The following is a complete explanation of what Prader-Willi syndrome is
Prader-Willi syndrome
| Medical specialist | Child specialist |
| Symptoms | Excessive appetite, obesity, muscle weakness |
| risk factor | Not known |
| diagnosis | Symptoms suggest a strong suspicion of Prader-Willi syndrome, which can be confirmed by genetic testing |
| Treatment | This condition has no cure, and the management of overeating is of particular concern |
| Drug | Growth hormone injections |
| Complications | Diabetes, heart failure, difficulty breathing |
| When to see a doctor? | If there are symptoms similar to Prader-Willi syndrome |
Prader Willi Syndrome Symptoms
The main Prader-Willi Syndrome symptoms are:
- Weakness of the large muscles that begins to show shortly after birth
- In the first year, children experience growth failure (weight and height are lower than children of their age)
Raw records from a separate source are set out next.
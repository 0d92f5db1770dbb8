//! Line breaking algorithm

use crate::document::{ObjectKind, Paragraph, Segment, OBJECT_REPLACEMENT_CHAR};
use crate::layout::font::{FontLibrary, FontMetrics};
use crate::layout::pagination::ParagraphMeasurer;
use serde::{Deserialize, Serialize};
use std::ops::Range;
use unicode_linebreak::{linebreaks, BreakOpportunity};

/// One laid-out line of a paragraph
#[derive(Debug, Clone, PartialEq)]
pub struct LineLayout {
    /// Unit range within the paragraph
    pub range: Range<usize>,
    /// Width without trailing whitespace
    pub width: f32,
    /// Tallest unit on the line
    pub height: f32,
}

// Measured width and height of one offset unit.
#[derive(Debug, Clone, Copy)]
struct Unit {
    width: f32,
    height: f32,
    whitespace: bool,
}

/// Default paragraph measurer: greedy line breaking at Unicode line break
/// opportunities with per-style font metrics.
#[derive(Debug, Clone, Serialize, Deserialize)]
#[serde(default)]
pub struct LineMeasurer {
    fonts: FontLibrary,
    /// Box size for images
    image_width: f32,
    image_height: f32,
    /// Height of one table row; tables span the full content width
    table_row_height: f32,
    /// Extra space after every paragraph
    paragraph_spacing: f32,
}

impl Default for LineMeasurer {
    fn default() -> Self {
        Self {
            fonts: FontLibrary::default(),
            image_width: 200.0,
            image_height: 150.0,
            table_row_height: 20.0,
            paragraph_spacing: 0.0,
        }
    }
}

impl LineMeasurer {
    pub fn new() -> Self {
        Self::default()
    }

    pub fn with_fonts(mut self, fonts: FontLibrary) -> Self {
        self.fonts = fonts;
        self
    }

    pub fn with_image_size(mut self, width: f32, height: f32) -> Self {
        self.image_width = width;
        self.image_height = height;
        self
    }

    pub fn with_table_row_height(mut self, height: f32) -> Self {
        self.table_row_height = height;
        self
    }

    pub fn with_paragraph_spacing(mut self, spacing: f32) -> Self {
        self.paragraph_spacing = spacing;
        self
    }

    pub fn fonts(&self) -> &FontLibrary {
        &self.fonts
    }

    /// Break a paragraph into lines no wider than `max_width`.
    ///
    /// An empty paragraph still has one line. A unit wider than the line is
    /// placed on a line of its own.
    pub fn layout_paragraph(&self, paragraph: &Paragraph, max_width: f32) -> Vec<LineLayout> {
        let (text, units) = self.measure_units(paragraph, max_width);
        let default_metrics = self.paragraph_metrics(paragraph);

        if units.is_empty() {
            return vec![LineLayout {
                range: 0..0,
                width: 0.0,
                height: default_metrics.line_height,
            }];
        }

        // Break opportunities as unit indices
        let mut char_index = 0;
        let mut byte_cursor = 0;
        let mut breaks = Vec::new();
        for (byte, opportunity) in linebreaks(&text) {
            char_index += text[byte_cursor..byte].chars().count();
            byte_cursor = byte;
            breaks.push((char_index, opportunity));
        }

        let mut lines = Vec::new();
        let mut line_start = 0;
        let mut line_width = 0.0;
        let mut prev = 0;

        for (brk, opportunity) in breaks {
            let word = &units[prev..brk];
            let full: f32 = word.iter().map(|u| u.width).sum();
            let visible = full - trailing_whitespace(word);

            if prev > line_start && line_width + visible > max_width {
                lines.push(self.line(&units, line_start..prev, default_metrics));
                line_start = prev;
                line_width = 0.0;
            }

            if prev == line_start && visible > max_width {
                // Emergency break inside an overlong word
                let mut x = 0.0;
                for (i, unit) in units.iter().enumerate().take(brk).skip(prev) {
                    if i > line_start && x + unit.width > max_width {
                        lines.push(self.line(&units, line_start..i, default_metrics));
                        line_start = i;
                        x = 0.0;
                    }
                    x += unit.width;
                }
                line_width = x;
            } else {
                line_width += full;
            }
            prev = brk;

            if opportunity == BreakOpportunity::Mandatory && brk < units.len() {
                lines.push(self.line(&units, line_start..brk, default_metrics));
                line_start = brk;
                line_width = 0.0;
            }
        }

        if line_start < units.len() || lines.is_empty() {
            lines.push(self.line(&units, line_start..units.len(), default_metrics));
        }
        lines
    }

    fn line(&self, units: &[Unit], range: Range<usize>, fallback: &FontMetrics) -> LineLayout {
        let slice = &units[range.clone()];
        let height = slice
            .iter()
            .map(|u| u.height)
            .fold(0.0_f32, f32::max);
        let full: f32 = slice.iter().map(|u| u.width).sum();
        LineLayout {
            width: full - trailing_whitespace(slice),
            height: if height > 0.0 {
                height
            } else {
                fallback.line_height
            },
            range,
        }
    }

    // Empty paragraphs and blank lines take the height of the paragraph style.
    fn paragraph_metrics(&self, paragraph: &Paragraph) -> &FontMetrics {
        self.fonts.get(paragraph.style())
    }

    fn measure_units(&self, paragraph: &Paragraph, max_width: f32) -> (String, Vec<Unit>) {
        let mut text = String::with_capacity(paragraph.len());
        let mut units = Vec::with_capacity(paragraph.len());

        for segment in paragraph.segments() {
            match segment {
                Segment::Text { content, style } => {
                    let metrics = self.fonts.get(style);
                    for c in content.chars() {
                        units.push(Unit {
                            width: metrics.advance(c),
                            height: metrics.line_height,
                            whitespace: c.is_whitespace(),
                        });
                    }
                    text.push_str(content);
                }
                Segment::Object { kind, payload, .. } => {
                    let (width, height) = match kind {
                        ObjectKind::Image => (self.image_width.min(max_width), self.image_height),
                        ObjectKind::Table => {
                            (max_width, table_rows(payload) as f32 * self.table_row_height)
                        }
                    };
                    units.push(Unit {
                        width,
                        height,
                        whitespace: false,
                    });
                    text.push(OBJECT_REPLACEMENT_CHAR);
                }
            }
        }
        (text, units)
    }
}

impl ParagraphMeasurer for LineMeasurer {
    fn paragraph_height(&self, paragraph: &Paragraph, content_width: f32) -> f32 {
        let lines = self.layout_paragraph(paragraph, content_width);
        lines.iter().map(|l| l.height).sum::<f32>() + self.paragraph_spacing
    }
}

fn trailing_whitespace(units: &[Unit]) -> f32 {
    units
        .iter()
        .rev()
        .take_while(|u| u.whitespace)
        .map(|u| u.width)
        .sum()
}

// Tables carry "ROWSxCOLS"; anything else counts as one row.
fn table_rows(payload: &str) -> usize {
    payload
        .split('x')
        .next()
        .and_then(|rows| rows.trim().parse::<usize>().ok())
        .unwrap_or(1)
        .max(1)
}

#[cfg(test)]
mod tests {
    use super::*;
    use crate::document::EmbeddedObject;

    fn measurer(char_width: f32) -> LineMeasurer {
        LineMeasurer::new()
            .with_fonts(FontLibrary::with_fallback(FontMetrics::monospace(10.0, char_width)))
    }

    fn para(text: &str) -> Paragraph {
        Paragraph::from_segments("", vec![Segment::text(text, "")])
    }

    #[test]
    fn test_empty_paragraph() {
        let lines = measurer(8.0).layout_paragraph(&Paragraph::new(), 100.0);
        assert_eq!(lines.len(), 1);
        assert_eq!(lines[0].range, 0..0);
        assert_eq!(lines[0].height, 10.0);
    }

    #[test]
    fn test_single_line() {
        let lines = measurer(8.0).layout_paragraph(&para("Hello"), 100.0);
        assert_eq!(lines.len(), 1);
        assert_eq!(lines[0].range, 0..5);
        assert_eq!(lines[0].width, 40.0);
    }

    #[test]
    fn test_line_wrap() {
        // With 8pt per char, 40pt width = 5 chars per line
        let lines = measurer(8.0).layout_paragraph(&para("Hello World"), 40.0);
        assert_eq!(lines.len(), 2);
        assert_eq!(lines[0].range, 0..6);
        assert_eq!(lines[0].width, 40.0);
        assert_eq!(lines[1].range, 6..11);
    }

    #[test]
    fn test_emergency_break() {
        let lines = measurer(10.0).layout_paragraph(&para("abcdefghij"), 35.0);
        let ranges: Vec<_> = lines.iter().map(|l| l.range.clone()).collect();
        assert_eq!(ranges, vec![0..3, 3..6, 6..9, 9..10]);
    }

    #[test]
    fn test_tallest_style_sets_line_height() {
        let mut fonts = FontLibrary::with_fallback(FontMetrics::monospace(10.0, 5.0));
        fonts.set("big", FontMetrics::monospace(30.0, 5.0));
        let m = LineMeasurer::new().with_fonts(fonts);
        let p = Paragraph::from_segments(
            "",
            vec![Segment::text("small ", ""), Segment::text("big", "big")],
        );
        let lines = m.layout_paragraph(&p, 500.0);
        assert_eq!(lines.len(), 1);
        assert_eq!(lines[0].height, 30.0);
    }

    #[test]
    fn test_objects_have_boxes() {
        let m = measurer(5.0).with_table_row_height(12.0);
        let table = Paragraph::from_segments("", vec![EmbeddedObject::table(3, 2).into()]);
        assert_eq!(m.paragraph_height(&table, 400.0), 36.0);

        let image = Paragraph::from_segments("", vec![EmbeddedObject::image("a.png").into()]);
        assert_eq!(m.paragraph_height(&image, 400.0), 150.0);
    }

    #[test]
    fn test_paragraph_spacing() {
        let m = measurer(5.0).with_paragraph_spacing(4.0);
        assert_eq!(m.paragraph_height(&para("hi"), 100.0), 14.0);
    }

    #[test]
    fn test_table_rows() {
        assert_eq!(table_rows("4x2"), 4);
        assert_eq!(table_rows("junk"), 1);
        assert_eq!(table_rows("0x3"), 1);
    }
}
- At the age of 1–6 years, children feel constantly hungry, so they eat very often and experience a very significant increase in body weight
- Thin lips
- Late sexual development compared to his age
- Children have learning difficulties
Other additional symptoms can include:
- When the mother is still pregnant, the movement of the fetus in the womb is less frequent than it should be
- While sleeping, the child often does not breathe for several minutes
- Abnormal hair, skin and eye color
- Sticky saliva
- Impaired visual acuity
Prader Willi Syndrome Reason
Prader-Willi syndrome is caused by an abnormality in a gene in the body. The problem lies with chromosome number 15.
However, until now, it is not clear why these chromosomes can experience abnormalities.
Abnormalities in these chromosomes affect the normal function of the hypothalamus in the brain.
In fact, this area of the hypothalamus controls hunger and thirst and secretes hormones associated with growth and sexual development.
Risk Factors
There are no known risk factors for Prader-Willi syndrome. In most cases, the condition is caused by a genetic error that is random and not inherited.
Diagnosis
If your child has at least three of the main symptoms above, he likely has Prader-Willi syndrome.
To be sure, it is necessary to carry out a medical consultation with a doctor and a genetic examination.
Prader Willi Syndrome Treatment
Prader-Willi syndrome is incurable. Treatment only aims to overcome symptoms and help children to be able to carry out their daily activities optimally.
However, the thing that needs special attention is the handling of overeating which generally occurs when children are 1–6 years old.
In addition, parents must provide healthy food for children, such as fruit and vegetables to prevent children from becoming obese.
To correct growth and development disorders in children, doctors often also give growth hormone injections from infancy.
Prevention
There is no action that can be taken to prevent Prader-Willi Syndrome.
However, you should first consult with your doctor if you have a child with Prader-Willi syndrome and want to have another baby.
Complications
Complications of Prader-Willi syndrome are often related to overweight or obesity in children, the result of uncontrolled eating habits.
Besides obesity, some of the other common complications are:
- Diabetes
- Heart failure
- Difficulty breathing
When to See a Doctor?
In some cases, Prader-Willi syndrome can be suspected from birth because babies born tend to have weak muscle tone.
If it is not diagnosed from birth, the child should immediately be examined by a pediatrician if there are any of the above Prader-Willi syndrome symptoms.